Specimens for F. tularensis isolation should be inoculated onto cysteine-enriched agar media. Blood–cysteine–glucose agar is recommended; most clinical isolates will grow on chocolate, Thayer-Martin, and nonselective buffered charcoal–yeast extract (BCYE) agar. Enriched broth media, such as thioglycollate broth, should also be inoculated. Blood agar and MacConkey agar are typically inoculated for clinical specimens for isolation of other possible pathogens.
Because of the risk of laboratory-acquired infection and because isolation of F. tularensis may represent a sentinel event in a bioterror attack, most clinical microbiology laboratories limit the workup of suspected isolates to simple tests to rule out suspicious colonies, referring isolates that fail to “rule out” to their local public health laboratory for identification and further characterization. Final results for testing, therefore, may be delayed compared to common bacterial isolates.

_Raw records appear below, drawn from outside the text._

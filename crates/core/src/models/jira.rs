//! Records for the backend's Jira sync endpoints.

use serde::{Deserialize, Serialize};

/// Ticket to create in Jira through the backend.
#[derive(Debug, Clone, PartialEq, Eq, Serialize, Deserialize)]
pub struct JiraTicketRequest {
    pub title: String,
    #[serde(default)]
    pub description: String,
    /// Story, Task, Bug or Epic.
    #[serde(skip_serializing_if = "Option::is_none")]
    pub issue_type: Option<String>,
    /// High, Medium or Low.
    #[serde(skip_serializing_if = "Option::is_none")]
    pub priority: Option<String>,
    #[serde(skip_serializing_if = "Option::is_none")]
    pub story_points: Option<u32>,
    /// Falls back to the backend's default project when unset.
    #[serde(skip_serializing_if = "Option::is_none")]
    pub project_key: Option<String>,
}

#[derive(Debug, Clone, PartialEq, Eq, Serialize, Deserialize)]
pub struct JiraTicketCreated {
    pub success: bool,
    pub ticket_key: String,
    #[serde(default)]
    pub message: Option<String>,
    #[serde(default)]
    pub jira_url: Option<String>,
}

#[derive(Debug, Clone, PartialEq, Eq, Serialize, Deserialize)]
pub struct JiraStatusUpdate {
    pub status: String,
}

#[derive(Debug, Clone, PartialEq, Eq, Serialize, Deserialize)]
pub struct JiraStatusUpdated {
    pub success: bool,
    pub ticket_key: String,
    pub new_status: String,
    #[serde(default)]
    pub message: Option<String>,
}

#[derive(Debug, Clone, PartialEq, Eq, Serialize, Deserialize)]
pub struct JiraProjectSummary {
    pub key: String,
    pub name: String,
    pub id: String,
}

#[derive(Debug, Clone, PartialEq, Eq, Serialize, Deserialize)]
pub struct JiraProjects {
    pub success: bool,
    #[serde(default)]
    pub projects: Vec<JiraProjectSummary>,
    #[serde(default)]
    pub count: usize,
}

/// Acknowledgement that a background sync was started.
#[derive(Debug, Clone, PartialEq, Eq, Serialize, Deserialize)]
pub struct SyncStarted {
    pub success: bool,
    pub message: String,
    pub project_key: String,
}

#[derive(Debug, Clone, PartialEq, Eq, Serialize, Deserialize)]
pub struct JiraConnectionStatus {
    pub success: bool,
    pub connected: bool,
    #[serde(default)]
    pub message: Option<String>,
    #[serde(default)]
    pub jira_url: Option<String>,
    #[serde(default)]
    pub project_key: Option<String>,
}

/// Acknowledgement that a full project sync was started.
#[derive(Debug, Clone, PartialEq, Eq, Serialize, Deserialize)]
pub struct AutoSyncStarted {
    pub success: bool,
    pub message: String,
    pub project_key: String,
    /// Data sets the sync covers, e.g. `backlog_items` and `sprints`.
    #[serde(default)]
    pub sync_includes: Vec<String>,
}

/// Result of a synchronous project sync. The backend passes the sync
/// summary through as-is.
#[derive(Debug, Clone, PartialEq, Serialize, Deserialize)]
pub struct SyncCompleted {
    pub success: bool,
    #[serde(default)]
    pub data: serde_json::Value,
}

#[derive(Debug, Clone, PartialEq, Serialize, Deserialize)]
pub struct SyncCounts {
    pub backlog_items_synced: u64,
    pub sprints_synced: u64,
    /// Latest sync log entry, or a "No recent sync found" note.
    #[serde(default)]
    pub last_sync_info: serde_json::Value,
}

/// How much of a project has been pulled from Jira.
#[derive(Debug, Clone, PartialEq, Serialize, Deserialize)]
pub struct SyncStatus {
    pub success: bool,
    pub project_key: String,
    pub project_name: String,
    pub sync_status: SyncCounts,
    #[serde(default)]
    pub jira_connection: bool,
}

#[cfg(test)]
mod tests {
    use super::*;

    #[test]
    fn test_ticket_request_omits_unset_fields() {
        let request = JiraTicketRequest {
            title: "Add rate limiting".to_string(),
            description: String::new(),
            issue_type: Some("Task".to_string()),
            priority: None,
            story_points: None,
            project_key: None,
        };
        let json = serde_json::to_value(&request).expect("serialize");
        assert_eq!(
            json,
            serde_json::json!({"title": "Add rate limiting", "description": "", "issue_type": "Task"})
        );
    }

    #[test]
    fn test_connection_status_unconfigured() {
        let status: JiraConnectionStatus = serde_json::from_str(
            r#"{
                "success": false,
                "connected": false,
                "message": "Jira client not initialized. Check your configuration.",
                "config_status": {"jira_url": false}
            }"#,
        )
        .expect("deserialize");
        assert!(!status.connected);
        assert!(status.jira_url.is_none());
    }

    #[test]
    fn test_sync_status_keeps_log_entry() {
        let status: SyncStatus = serde_json::from_str(
            r#"{
                "success": true,
                "project_key": "SCRUM",
                "project_name": "Scrum Platform",
                "sync_status": {
                    "backlog_items_synced": 42,
                    "sprints_synced": 3,
                    "last_sync_info": "No recent sync found"
                },
                "jira_connection": false
            }"#,
        )
        .expect("deserialize");
        assert_eq!(status.sync_status.backlog_items_synced, 42);
        assert_eq!(status.sync_status.last_sync_info, "No recent sync found");
    }
}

Turnaround time: Isolation and a preliminary identification are usually available within 3–6 days. Additional time is required for transfer to the local public health laboratory, confirmation of identification, and further testing.
Lymph node aspirate, ulcerative lesions, sputum, BAL, or other localized specimens, depending on the clinical presentation, are usually submitted for diagnosis.
Culture of multiple specimens from different infected tissues may improve detection.
Blood cultures are recommended for evaluation of patients with suspected tularemia.
Serologic testing is recommended for diagnosis in patients with suspected tularemia.
Expected results: Negative. After the acute phase of infection, cultures may become negative. Tularemia cannot be confidently ruled out by negative cultures.
Positive: Isolation of F. tularensis is diagnostic of tularemia. Tularemia is a reportable disease; positive cultures must be reported to the local department of health.
Because F. tularensis organisms are tiny and faintly staining, direct detection by Gram stain of clinical specimens is uncommon. Cultures late in infection may be negative. Serologic diagnosis may be helpful in patients with disease consistent with tularemia, but negative cultures.
The diagnosis of tularemia may not be entertained until after the most acute phase of illness, a time when cultures are less likely to be positive.
Clinicians may fail to request specific cultures for tularemia or alert the laboratory of their clinical suspicion.